The effect of all those changes was felt geographically as well as demographically — Youngkin was much stronger than Trump in the populous Northern Virginia suburbs. He still lost the region, but by a significantly smaller margin.
But to the surprise of many observers, Youngkin’s lukewarm approach to Trump didn’t have any detrimental effect at all in conservative, rural counties in southwest Virginia, where support for him equaled and in many cases exceeded Trump’s 2020 margins.
“The conventional wisdom is that you have got to have Donald Trump in order to appeal to those voters. Youngkin has put the lie to that,” said GOP strategist Dan Judy.
But Judy said it was the differential between Youngkin’s appeal to middle-ground voters and Trump’s toxicity with those same groups that was the most important takeaway.

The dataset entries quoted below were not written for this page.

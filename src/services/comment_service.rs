// src/services/comment_service.rs

use std::sync::Arc;

use crate::{
    common::error::AppError,
    db::{CommentStore, LeadStore},
    middleware::auth::RequestContext,
    models::comment::{Author, CommentDto, NewComment},
    services::bitrix_service::CrmClient,
};

// Mantém os comentários iguais no Bitrix e no banco, sempre com o ID do Bitrix.
#[derive(Clone)]
pub struct CommentService {
    crm: Arc<dyn CrmClient>,
    leads: Arc<dyn LeadStore>,
    comments: Arc<dyn CommentStore>,
    funnel_id: String,
    manager_user_id: i64,
}

impl CommentService {
    pub fn new(
        crm: Arc<dyn CrmClient>,
        leads: Arc<dyn LeadStore>,
        comments: Arc<dyn CommentStore>,
        funnel_id: String,
        manager_user_id: i64,
    ) -> Self {
        Self {
            crm,
            leads,
            comments,
            funnel_id,
            manager_user_id,
        }
    }

    /// Comentário do agente: só o dono da lead pode comentar.
    /// O Bitrix grava primeiro e o ID dele vira o ID local.
    pub async fn post(
        &self,
        ctx: &RequestContext,
        lead_id: i64,
        text: &str,
    ) -> Result<CommentDto, AppError> {
        const OP: &str = "CommentService.post";

        let lead = self.leads.by_id(lead_id).await.map_err(|e| e.with_op(OP))?;

        if lead.user_id != ctx.user_id {
            tracing::info!(op = OP, lead_id, user_id = ctx.user_id, "Lead pertence a outro usuário");
            return Err(AppError::Forbidden("lead belongs to another user"));
        }

        let crm_comment = self
            .crm
            .send_comment(lead_id, text)
            .await
            .map_err(|e| AppError::from(e).with_op(OP))?;

        let saved = self
            .comments
            .save(&NewComment {
                id: Some(crm_comment.id),
                lead_id,
                user_id: Author::User(ctx.user_id).user_id(self.manager_user_id),
                text: text.to_string(),
            })
            .await
            .map_err(|e| e.with_op(OP))?;

        tracing::info!(op = OP, lead_id, comment_id = saved.id, "Comentário enviado ao Bitrix");

        Ok(CommentDto::from_comment(saved, self.manager_user_id))
    }

    /// Comentário criado no Bitrix (webhook). Comentários de deals de outro
    /// funil são recusados com `OutOfFunnel`. Reentrega do mesmo ID é no-op.
    pub async fn ingest(&self, crm_comment_id: i64) -> Result<(), AppError> {
        const OP: &str = "CommentService.ingest";

        let view = self
            .crm
            .get_comment(crm_comment_id)
            .await
            .map_err(|e| AppError::from(e).with_op(OP))?;

        let entity_id = parse_crm_id(&view.entity_id, "ENTITY_ID").map_err(|e| e.with_op(OP))?;

        let lead = self
            .crm
            .get_lead(entity_id)
            .await
            .map_err(|e| AppError::from(e).with_op(OP))?;

        if lead.category_id != self.funnel_id {
            tracing::info!(
                op = OP,
                comment_id = crm_comment_id,
                category_id = %lead.category_id,
                "Comentário de outro funil ignorado"
            );
            return Err(AppError::OutOfFunnel);
        }

        let lead_id = parse_crm_id(&lead.id, "ID").map_err(|e| e.with_op(OP))?;

        self.comments
            .save(&NewComment {
                id: Some(crm_comment_id),
                lead_id,
                user_id: Author::Manager.user_id(self.manager_user_id),
                text: view.comment,
            })
            .await
            .map_err(|e| e.with_op(OP))?;

        tracing::info!(op = OP, lead_id, comment_id = crm_comment_id, "Comentário do gerente recebido");

        Ok(())
    }

    /// Comentários da lead; sem comentários => lista vazia.
    pub async fn list(&self, lead_id: i64) -> Result<Vec<CommentDto>, AppError> {
        const OP: &str = "CommentService.list";

        match self.comments.by_lead(lead_id).await {
            Ok(comments) => Ok(comments
                .into_iter()
                .map(|c| CommentDto::from_comment(c, self.manager_user_id))
                .collect()),
            Err(AppError::EmptyResult(_)) => Ok(Vec::new()),
            Err(e) => Err(e.with_op(OP)),
        }
    }

    /// Comentários de uma lead com checagem de acesso: gerente vê todas,
    /// agente só as próprias.
    pub async fn list_for(&self, ctx: &RequestContext, lead_id: i64) -> Result<Vec<CommentDto>, AppError> {
        const OP: &str = "CommentService.list_for";

        if !ctx.is_manager() {
            let lead = self.leads.by_id(lead_id).await.map_err(|e| e.with_op(OP))?;
            if lead.user_id != ctx.user_id {
                return Err(AppError::Forbidden("lead belongs to another user"));
            }
        }

        self.list(lead_id).await
    }
}

// IDs do Bitrix chegam como string.
fn parse_crm_id(raw: &str, field: &str) -> Result<i64, AppError> {
    raw.trim().parse::<i64>().map_err(|_| {
        AppError::InternalServerError(anyhow::anyhow!("{field} inválido vindo do Bitrix: '{raw}'"))
    })
}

“It’s encouraging to me because one of the big questions, post-Trump, was whether we had lost some voters for good — especially … suburban women who deserted the Republican Party in droves over the past five years. Can we get them back? For Glenn Youngkin, at least, the answer was a pretty emphatic ‘Yes,’ ” Judy said. “It’s a very positive sign for Republicans that the voters Donald Trump lost are not necessarily lost for good.”
Trump has been denigrated or dismissed plenty of times before only to come back. His grip on the soul of the GOP remains strong.
But Tuesday’s Virginia result prised that grip a little looser — and gave some encouragement to would-be rivals.
“If I am a Republican candidate, a presidential hopeful today, I think ‘Maybe I can actually pull this off,’ ” said Card. “Now those non-Trump hopefuls have a stronger argument to make that there is more than one way to do this.”
The Memo is a reported column by Niall Stanage.